Клуб космонавтики (СИ) - Звягин Андрей Юрьевич. Страница 21

— А что на том краю карты — никто не знает, морские чудовища топят все корабли.

Ботаника и зоология — прекрасны! Особенно когда рассказывают, что раз в сто лет в джунглях распускается пятиметровый цветок, светится неземным огнем всю ночь, а к утру чернеет, будто сгорая, ссыхается, превращаясь в горсточку пепла, словно и не было ничего, только сон, короткий и ненастоящий. Или вот еще, весной проходили: на другом конце глобуса, посередине Южной Америки, в дуплах километровых деревьев обитают дикие индейские племена, которые никогда не спускаются на землю, но и на самый верх не лазят, потому что, по их поверьям, там живут создавшие Землю боги, и если их разгневать, наступит конец света. Ученые в этом засомневались и полезли, но тотчас передумали, ведь там действительно кто-то был, и в очень плохом настроении — что-то бурчал и ругался на непонятном языке.
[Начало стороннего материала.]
//! Sampling analyzer: builds a [`PreviewReport`](bulkload_core::preview::PreviewReport)
//! for a candidate file without reading more than a bounded prefix of it.
//!
//! Small files are parsed in full. Files above the sampling threshold are
//! read up to a fixed prefix, parsed as far as complete records go, and
//! the resulting counts are extrapolated to the full file size.

pub mod analyzer;
pub mod decode;
pub mod error;
pub mod hierarchical;
pub mod reader;
pub mod tabular;

pub use analyzer::{AnalyzerConfig, SamplingAnalyzer};
pub use error::AnalyzerError;

/// Statistics computed over the parsed part of a text, before any
/// extrapolation.
#[derive(Debug)]
pub struct Analysis {
    pub report: bulkload_core::preview::PreviewReport,
    /// Bytes of the decoded text that formed complete records.
    pub consumed: usize,
}

/// The text contained no complete top-level structure. Carries the
/// warning shown to the operator alongside the opaque preview.
#[derive(Debug, Clone, PartialEq, Eq)]
pub struct Unstructured(pub String);
//! Bounded file reads.

use std::path::Path;

use tokio::io::AsyncReadExt;

use crate::error::AnalyzerError;

/// Bytes read from a candidate file.
#[derive(Debug)]
pub struct FileSample {
    pub bytes: Vec<u8>,
    pub file_size: u64,
    /// Only a prefix was read.
    pub truncated: bool,
}

/// Read the whole file when it is at most `threshold` bytes, otherwise
/// only its first `prefix` bytes.
pub async fn read_sample(
    path: &Path,
    threshold: u64,
    prefix: u64,
) -> Result<FileSample, AnalyzerError> {
    let io_err = |source| AnalyzerError::Io {
        path: path.display().to_string(),
        source,
    };

    let file = tokio::fs::File::open(path).await.map_err(io_err)?;
    let metadata = file.metadata().await.map_err(io_err)?;
    if !metadata.is_file() {
        return Err(AnalyzerError::NotAFile(path.display().to_string()));
    }
    let file_size = metadata.len();

    let truncated = file_size > threshold;
    let limit = if truncated { prefix } else { file_size };

    let mut bytes = Vec::with_capacity(limit as usize);
    file.take(limit)
        .read_to_end(&mut bytes)
        .await
        .map_err(io_err)?;

    tracing::debug!(
        path = %path.display(),
        file_size,
        bytes_read = bytes.len(),
        truncated,
        "Read file sample",
    );

    Ok(FileSample {
        bytes,
        file_size,
        truncated,
    })
}
//! Integration tests for the progress channel manager.
//!
//! A scripted transport hands out one canned stream per connection
//! attempt, and tokio's paused clock makes backoff, heartbeat and timeout
//! behaviour deterministic.

use std::collections::VecDeque;
use std::sync::atomic::{AtomicUsize, Ordering};
use std::sync::{Arc, Mutex};
use std::time::Duration;

use async_trait::async_trait;
use futures::stream::{self, StreamExt};
use tokio::sync::mpsc;
use tokio::time::Instant;
use tokio_util::sync::CancellationToken;

use bulkload_core::job::SourceFormat;
use bulkload_remote::channel::{ChannelEvent, ChannelHandle, ProgressChannelManager};
use bulkload_remote::error::TransportError;
use bulkload_remote::messages::ProgressMessage;
use bulkload_remote::reconnect::ChannelPolicy;
use bulkload_remote::transport::{ChannelTarget, ProgressStream, ProgressTransport};

// ---------------------------------------------------------------------------
// Scripted transport
// ---------------------------------------------------------------------------

enum Script {
    /// The connection attempt fails.
    Refuse,
    /// Yield the items, then end the stream.
    Emit(Vec<Result<ProgressMessage, TransportError>>),
    /// Yield the messages, then stay silent forever.
    EmitThenHang(Vec<ProgressMessage>),
    /// Yield a progress message at a fixed interval, forever.
    Ticker(Duration),
}

struct ScriptedTransport {
    scripts: Mutex<VecDeque<Script>>,
    connects: AtomicUsize,
}

impl ScriptedTransport {
    fn new(scripts: Vec<Script>) -> Arc<Self> {
        Arc::new(Self {
            scripts: Mutex::new(scripts.into()),
            connects: AtomicUsize::new(0),
        })
    }

    fn connects(&self) -> usize {
        self.connects.load(Ordering::SeqCst)
    }
}

#[async_trait]
impl ProgressTransport for ScriptedTransport {
    async fn connect(&self, _target: &ChannelTarget) -> Result<ProgressStream, TransportError> {
        self.connects.fetch_add(1, Ordering::SeqCst);
        let script = self
            .scripts
            .lock()
            .unwrap()
            .pop_front()
            .unwrap_or(Script::Refuse);

        match script {
            Script::Refuse => Err(TransportError::Connect("connection refused".into())),
            Script::Emit(items) => Ok(Box::pin(stream::iter(items))),
            Script::EmitThenHang(messages) => Ok(Box::pin(
                stream::iter(messages.into_iter().map(Ok::<_, TransportError>)).chain(stream::pending()),
            )),
            Script::Ticker(every) => Ok(Box::pin(async_stream::stream! {
                let mut processed = 0;
                loop {
                    tokio::time::sleep(every).await;
                    processed += 10;
                    yield Ok::<_, TransportError>(progress(processed, 1_000_000));
                }
            })),
        }
    }
}

// ---------------------------------------------------------------------------
// Helpers
// ---------------------------------------------------------------------------

fn progress(processed: u64, total: u64) -> ProgressMessage {
    ProgressMessage {
        processed_count: Some(processed),
        total_count: Some(total),
        ..Default::default()
    }
}

fn done(inserted: u64, failed: u64) -> ProgressMessage {
    ProgressMessage {
        done: true,
        total_inserted: Some(inserted),
        total_failed: Some(failed),
        ..Default::default()
    }
}

fn open(
    transport: Arc<ScriptedTransport>,
    format: SourceFormat,
) -> (ChannelHandle, mpsc::Receiver<ChannelEvent>) {
    let manager = ProgressChannelManager::new(transport, ChannelPolicy::default());
    let target = ChannelTarget {
        format,
        collection: "people".into(),
    };
    manager.open(target, CancellationToken::new())
}

fn label(event: &ChannelEvent) -> String {
    match event {
        ChannelEvent::Opened => "opened".into(),
        ChannelEvent::ReconnectScheduled { retry_count, .. } => format!("scheduled:{retry_count}"),
        ChannelEvent::Reconnecting { retry_count } => format!("reconnecting:{retry_count}"),
        ChannelEvent::Progress { processed, .. } => format!("progress:{}", processed.unwrap_or(0)),
        ChannelEvent::Finished(o) => format!("finished:{}/{}", o.success_count, o.failed_count),
        ChannelEvent::RemoteFailed(m) => format!("failed:{m}"),
        ChannelEvent::Exhausted(_) => "exhausted".into(),
        ChannelEvent::TimedOut(_) => "timed_out".into(),
    }
}

/// Drain events until the task exits.
async fn collect(rx: &mut mpsc::Receiver<ChannelEvent>) -> Vec<ChannelEvent> {
    let mut events = Vec::new();
    while let Some(event) = rx.recv().await {
        events.push(event);
    }
    events
}

fn labels(events: &[ChannelEvent]) -> Vec<String> {
    events.iter().map(label).collect()
}

// ---------------------------------------------------------------------------
// Test: progress events then a terminal event produce an outcome
// ---------------------------------------------------------------------------

#[tokio::test(start_paused = true)]
async fn three_progress_events_then_done() {
    let transport = ScriptedTransport::new(vec![Script::Emit(vec![
        Ok(progress(100, 910)),
        Ok(progress(400, 910)),
        Ok(progress(800, 910)),
        Ok(done(900, 10)),
    ])]);
    let (_handle, mut rx) = open(transport.clone(), SourceFormat::Csv);

    let events = collect(&mut rx).await;
    assert_eq!(
        labels(&events),
        ["opened", "progress:100", "progress:400", "progress:800", "finished:900/10"]
    );
    let Some(ChannelEvent::Finished(outcome)) = events.last() else {
        panic!("expected a finished event");
    };
    assert_eq!(outcome.total_count, 910);
    assert_eq!(transport.connects(), 1);
}

// ---------------------------------------------------------------------------
// Test: six consecutive failures exhaust a budget of five
// ---------------------------------------------------------------------------

#[tokio::test(start_paused = true)]
async fn six_failures_exhaust_json_budget() {
    let transport = ScriptedTransport::new(Vec::new());
    let (_handle, mut rx) = open(transport.clone(), SourceFormat::Json);

    let events = collect(&mut rx).await;
    assert_eq!(
        labels(&events),
        [
            "scheduled:0",
            "reconnecting:1",
            "scheduled:1",
            "reconnecting:2",
            "scheduled:2",
            "reconnecting:3",
            "scheduled:3",
            "reconnecting:4",
            "scheduled:4",
            "reconnecting:5",
            "exhausted",
        ]
    );
    assert_eq!(transport.connects(), 6);

    // No automatic reconnect after exhaustion.
    tokio::time::sleep(Duration::from_secs(600)).await;
    assert_eq!(transport.connects(), 6);
}

#[tokio::test(start_paused = true)]
async fn csv_budget_is_three() {
    let transport = ScriptedTransport::new(Vec::new());
    let (_handle, mut rx) = open(transport.clone(), SourceFormat::Csv);

    let events = collect(&mut rx).await;
    assert_eq!(label(events.last().unwrap()), "exhausted");
    assert_eq!(transport.connects(), 4);
}

// ---------------------------------------------------------------------------
// Test: backoff delays grow and are capped
// ---------------------------------------------------------------------------

#[tokio::test(start_paused = true)]
async fn backoff_delays_are_non_decreasing() {
    let transport = ScriptedTransport::new(Vec::new());
    let manager = ProgressChannelManager::new(
        transport,
        ChannelPolicy {
            max_retries: Some(10),
            ..Default::default()
        },
    );
    let target = ChannelTarget {
        format: SourceFormat::Json,
        collection: "people".into(),
    };
    let (_handle, mut rx) = manager.open(target, CancellationToken::new());

    let delays: Vec<Duration> = collect(&mut rx)
        .await
        .into_iter()
        .filter_map(|e| match e {
            ChannelEvent::ReconnectScheduled { delay, .. } => Some(delay),
            _ => None,
        })
        .collect();

    assert_eq!(delays.len(), 10);
    assert_eq!(delays[0], Duration::from_millis(1000));
    assert_eq!(delays[1], Duration::from_millis(1500));
    for pair in delays.windows(2) {
        assert!(pair[0] <= pair[1]);
    }
    assert_eq!(*delays.last().unwrap(), Duration::from_millis(10_000));
}

// ---------------------------------------------------------------------------
// Test: the retry count resets once a reconnect delivers an event
// ---------------------------------------------------------------------------

#[tokio::test(start_paused = true)]
async fn successful_reconnect_resets_retry_count() {
    let transport = ScriptedTransport::new(vec![
        Script::Refuse,
        Script::Emit(vec![
            Ok(progress(10, 100)),
            Err(TransportError::Stream("connection reset".into())),
        ]),
        Script::Emit(vec![Ok(done(100, 0))]),
    ]);
    let (_handle, mut rx) = open(transport.clone(), SourceFormat::Csv);

    let events = collect(&mut rx).await;
    assert_eq!(
        labels(&events),
        [
            "scheduled:0",
            "reconnecting:1",
            "progress:10",
            "scheduled:0",
            "reconnecting:1",
            "finished:100/0",
        ]
    );
}

#[tokio::test(start_paused = true)]
async fn remote_error_on_done_is_a_failure() {
    let transport = ScriptedTransport::new(vec![Script::Emit(vec![Ok(ProgressMessage {
        done: true,
        error: Some("collection dropped".into()),
        ..Default::default()
    })])]);
    let (_handle, mut rx) = open(transport, SourceFormat::Json);

    let events = collect(&mut rx).await;
    assert_eq!(labels(&events), ["opened", "failed:collection dropped"]);
}

// ---------------------------------------------------------------------------
// Test: heartbeat forces a reconnect on a silent channel
// ---------------------------------------------------------------------------

#[tokio::test(start_paused = true)]
async fn stalled_channel_reconnects_once_per_window() {
    let transport = ScriptedTransport::new(vec![
        Script::EmitThenHang(vec![progress(1, 10)]),
        Script::Emit(vec![Ok(done(10, 0))]),
    ]);
    let start = Instant::now();
    let (_handle, mut rx) = open(transport.clone(), SourceFormat::Json);

    let mut stalled_at = None;
    let mut events = Vec::new();
    while let Some(event) = rx.recv().await {
        if let ChannelEvent::ReconnectScheduled { reason, .. } = &event {
            assert!(reason.contains("no progress event"), "{reason}");
            stalled_at.get_or_insert(start.elapsed());
        }
        events.push(event);
    }

    let stalled_at = stalled_at.expect("a stall reconnect");
    assert!(stalled_at >= Duration::from_secs(30), "{stalled_at:?}");
    assert!(stalled_at < Duration::from_secs(40), "{stalled_at:?}");
    assert_eq!(
        labels(&events),
        ["opened", "progress:1", "scheduled:0", "reconnecting:1", "finished:10/0"]
    );
    assert_eq!(transport.connects(), 2);
}

#[tokio::test(start_paused = true)]
async fn steady_events_never_trigger_the_heartbeat() {
    let transport = ScriptedTransport::new(vec![Script::Ticker(Duration::from_secs(5))]);
    let (_handle, mut rx) = open(transport.clone(), SourceFormat::Json);

    let events = collect(&mut rx).await;
    assert!(!events
        .iter()
        .any(|e| matches!(e, ChannelEvent::ReconnectScheduled { .. })));
    assert_eq!(transport.connects(), 1);
}

// ---------------------------------------------------------------------------
// Test: absolute timeout
// ---------------------------------------------------------------------------

#[tokio::test(start_paused = true)]
async fn absolute_timeout_closes_the_channel() {
    let transport = ScriptedTransport::new(vec![Script::Ticker(Duration::from_secs(5))]);
    let start = Instant::now();
    let (mut handle, mut rx) = open(transport, SourceFormat::Csv);

    let events = collect(&mut rx).await;
    assert_eq!(label(events.last().unwrap()), "timed_out");
    assert!(start.elapsed() >= Duration::from_secs(180));

    handle.closed().await;
    assert!(handle.is_finished());
}

// ---------------------------------------------------------------------------
// Test: cancellation stops the task and its timers
// ---------------------------------------------------------------------------

#[tokio::test(start_paused = true)]
async fn cancel_closes_channel_without_terminal_event() {
    let transport = ScriptedTransport::new(vec![Script::Ticker(Duration::from_secs(5))]);
    let (mut handle, mut rx) = open(transport.clone(), SourceFormat::Csv);

    assert_eq!(rx.recv().await.as_ref().map(label).as_deref(), Some("opened"));
    handle.close();

    let rest = collect(&mut rx).await;
    assert!(rest.iter().all(|e| !e.is_terminal()));
    handle.closed().await;
    assert!(handle.is_finished());

    tokio::time::sleep(Duration::from_secs(600)).await;
    assert_eq!(transport.connects(), 1);
}

#[tokio::test(start_paused = true)]
async fn dropping_the_handle_cancels_the_task() {
    let transport = ScriptedTransport::new(Vec::new());
    let (handle, mut rx) = open(transport.clone(), SourceFormat::Json);
    drop(handle);

    let _ = collect(&mut rx).await;
    tokio::time::sleep(Duration::from_secs(600)).await;
    assert!(transport.connects() <= 1);
}

#[tokio::test(start_paused = true)]
async fn ready_fires_after_first_attempt() {
    let transport = ScriptedTransport::new(Vec::new());
    let (mut handle, _rx) = open(transport.clone(), SourceFormat::Json);

    let ready = handle.take_ready().expect("ready receiver");
    ready.await.expect("first attempt completes");
    assert_eq!(transport.connects(), 1);
    assert!(handle.take_ready().is_none());
}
Махнули рукой ученые, вдруг и правда не все в легендах выдумка, поэтому не стали подвергать Землю опасности и принялись изучать что попроще — гигантских зубастых лягушек, которые нападают на огромных, переворачивающих лодки амазонских сомов.

Ну разве это не здорово?!

А вот история — не здорово. Особенно какая-нибудь история революции. Ее всю можно описать картинкой из учебника — захватывают солдаты-матросы Зимний дворец, врываются в центральный зал, а там министры из Временного правительства, во фраках и мундирах, злобно кривятся из-за того, что их время кончилось, и я не пойму — отчего художник лица буржуям нарисовал не человеческие, а будто рептильи? Не верю, что такие у них были в реальности. Пропаганда, понимаю. Плохие капиталисты и замечательные большевики. Но можно знать меру?! Зачем из людей дураков делать, тем более что дураков и так полно?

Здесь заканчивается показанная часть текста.